- **WHAT TO WORK ON**
Please return all lines in the listing holding the word "qualities".

- **DATA TO PROCESS**
━━━
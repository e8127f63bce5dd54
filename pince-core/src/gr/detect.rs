// Copyright (c) 2025-2026, Tom Ouellette
// Licensed under the Apache License, Version 2.0 (the "License");
// you may not use this file except in compliance with the License.
// A copy of the License has been included in the root of the repository.

use crate::constant::LENGTH_WIDTH_RATIO;
use crate::cv::filter::gaussian_blur;
use crate::cv::peaks::local_maxima;
use crate::error::PinceError;
use crate::gr::{Candidates, GraspRectangle, HeatMaps};

/// Settings for converting heat maps into grasp candidates
#[derive(Debug, Clone, Copy, PartialEq)]
pub struct ExtractConfig {
    /// Peaks must have a quality strictly above this value
    pub min_quality: f32,
    /// Peaks must dominate every pixel within this Chebyshev radius
    pub min_distance: usize,
    /// Optional gaussian sigma applied to the quality map before peak search
    pub smoothing: Option<f32>,
}

impl Default for ExtractConfig {
    fn default() -> Self {
        Self {
            min_quality: 0.0,
            min_distance: 1,
            smoothing: None,
        }
    }
}

/// Extract up to `no_grasps` ranked grasp candidates with default settings
///
/// # Examples
///
/// ```
/// use pince_core::gr::{HeatMaps, extract_grasps};
///
/// let mut quality = vec![0.0; 100];
/// quality[5 * 10 + 5] = 0.9;
///
/// let maps = HeatMaps::new(10, 10, quality, vec![0.0; 100], vec![20.0; 100]).unwrap();
/// let candidates = extract_grasps(&maps, 3).unwrap();
///
/// assert_eq!(candidates.len(), 1);
/// assert_eq!(candidates.as_rectangles()[0].center(), [5.0, 5.0]);
/// assert_eq!(candidates.as_rectangles()[0].length(), 40.0);
/// ```
pub fn extract_grasps(maps: &HeatMaps, no_grasps: usize) -> Result<Candidates, PinceError> {
    extract_grasps_with(maps, no_grasps, &ExtractConfig::default())
}

/// Extract up to `no_grasps` ranked grasp candidates
///
/// Local maxima of the (optionally smoothed) quality map are ranked by
/// descending quality. Each selected pixel becomes a rectangle centered on
/// the pixel with the angle and width predicted there and a length of
/// `LENGTH_WIDTH_RATIO` times the width.
///
/// # Arguments
///
/// * `maps` - Quality, angle, and width maps
/// * `no_grasps` - Maximum number of candidates to return (> 0)
/// * `config` - Peak search settings
pub fn extract_grasps_with(
    maps: &HeatMaps,
    no_grasps: usize,
    config: &ExtractConfig,
) -> Result<Candidates, PinceError> {
    if no_grasps == 0 {
        return Err(PinceError::InvalidInput(
            "Number of grasps must be a positive integer".to_string(),
        ));
    }

    let (width, height) = (maps.width(), maps.height());

    let smoothed;
    let quality = match config.smoothing {
        Some(sigma) if sigma > 0.0 => {
            smoothed = gaussian_blur(maps.quality(), width, height, sigma);
            &smoothed
        }
        _ => maps.quality(),
    };

    let grasps = local_maxima(
        quality,
        width,
        height,
        config.min_distance,
        config.min_quality,
    )
    .into_iter()
    .take(no_grasps)
    .map(|(row, col, q)| {
        let (_, angle, grasp_width) = maps.at(row, col);
        GraspRectangle::from_prediction(
            [col as f32, row as f32],
            angle,
            grasp_width * LENGTH_WIDTH_RATIO,
            grasp_width,
            q,
        )
    })
    .collect();

    Ok(Candidates::from_ranked(grasps))
}

#[cfg(test)]
mod test {
    use std::collections::HashSet;

    use super::*;

    fn maps_with_peaks(peaks: &[(usize, usize, f32)]) -> HeatMaps {
        let mut quality = vec![0.0; 20 * 20];
        for &(row, col, q) in peaks {
            quality[row * 20 + col] = q;
        }

        let angle: Vec<f32> = (0..400).map(|i| (i % 7) as f32 * 0.5).collect();
        let width: Vec<f32> = (0..400).map(|i| 5.0 + (i % 11) as f32).collect();

        HeatMaps::new(20, 20, quality, angle, width).unwrap()
    }

    #[test]
    fn test_zero_grasps_is_invalid() {
        let maps = maps_with_peaks(&[(3, 3, 0.5)]);
        assert!(extract_grasps(&maps, 0).is_err());
    }

    #[test]
    fn test_all_zero_is_empty() {
        let maps = HeatMaps::new(10, 10, vec![0.0; 100], vec![0.0; 100], vec![0.0; 100]).unwrap();
        assert!(extract_grasps(&maps, 1).unwrap().is_empty());
    }

    #[test]
    fn test_count_is_min_of_request_and_peaks() {
        let peaks = [(2, 2, 0.3), (8, 15, 0.9), (17, 4, 0.6), (12, 12, 0.1)];
        let maps = maps_with_peaks(&peaks);

        for no_grasps in 1..8 {
            let candidates = extract_grasps(&maps, no_grasps).unwrap();
            assert_eq!(candidates.len(), no_grasps.min(peaks.len()));
        }
    }

    #[test]
    fn test_sorted_and_unique() {
        let peaks = [(2, 2, 0.3), (8, 15, 0.9), (17, 4, 0.6), (12, 12, 0.1)];
        let maps = maps_with_peaks(&peaks);
        let candidates = extract_grasps(&maps, 10).unwrap();

        let qualities: Vec<f32> = candidates.iter().map(|g| g.quality().unwrap()).collect();
        assert_eq!(qualities, vec![0.9, 0.6, 0.3, 0.1]);

        let centers: Vec<[i32; 2]> = candidates
            .iter()
            .map(|g| [g.center()[0] as i32, g.center()[1] as i32])
            .collect();
        let unique: HashSet<[i32; 2]> = centers.iter().copied().collect();

        assert_eq!(unique.len(), centers.len());
        assert_eq!(centers.len(), 4);
        assert_eq!(centers[0], [15, 8]);
    }

    #[test]
    fn test_reads_angle_and_width_at_peak() {
        let maps = maps_with_peaks(&[(8, 15, 0.9)]);
        let grasp = extract_grasps(&maps, 1).unwrap().as_rectangles()[0];

        let (_, angle, width) = maps.at(8, 15);
        assert_eq!(grasp.width(), width);
        assert_eq!(grasp.length(), 2.0 * width);
        assert_eq!(grasp.angle(), crate::gr::normalize_angle(angle));
    }

    #[test]
    fn test_min_quality() {
        let maps = maps_with_peaks(&[(2, 2, 0.3), (8, 15, 0.9)]);
        let config = ExtractConfig {
            min_quality: 0.5,
            ..Default::default()
        };

        let candidates = extract_grasps_with(&maps, 5, &config).unwrap();
        assert_eq!(candidates.len(), 1);
    }

    #[test]
    fn test_smoothing_keeps_isolated_peak() {
        let maps = maps_with_peaks(&[(10, 10, 1.0)]);
        let config = ExtractConfig {
            smoothing: Some(1.0),
            ..Default::default()
        };

        let candidates = extract_grasps_with(&maps, 5, &config).unwrap();
        assert_eq!(candidates.len(), 1);
        assert_eq!(candidates.as_rectangles()[0].center(), [10.0, 10.0]);
        assert!(candidates.as_rectangles()[0].quality().unwrap() < 1.0);
    }
}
━━━
- **RESPONSE AREA**
        let qualities: Vec<f32> = candidates.iter().map(|g| g.quality().unwrap()).collect();
        assert_eq!(qualities, vec![0.9, 0.6, 0.3, 0.1]);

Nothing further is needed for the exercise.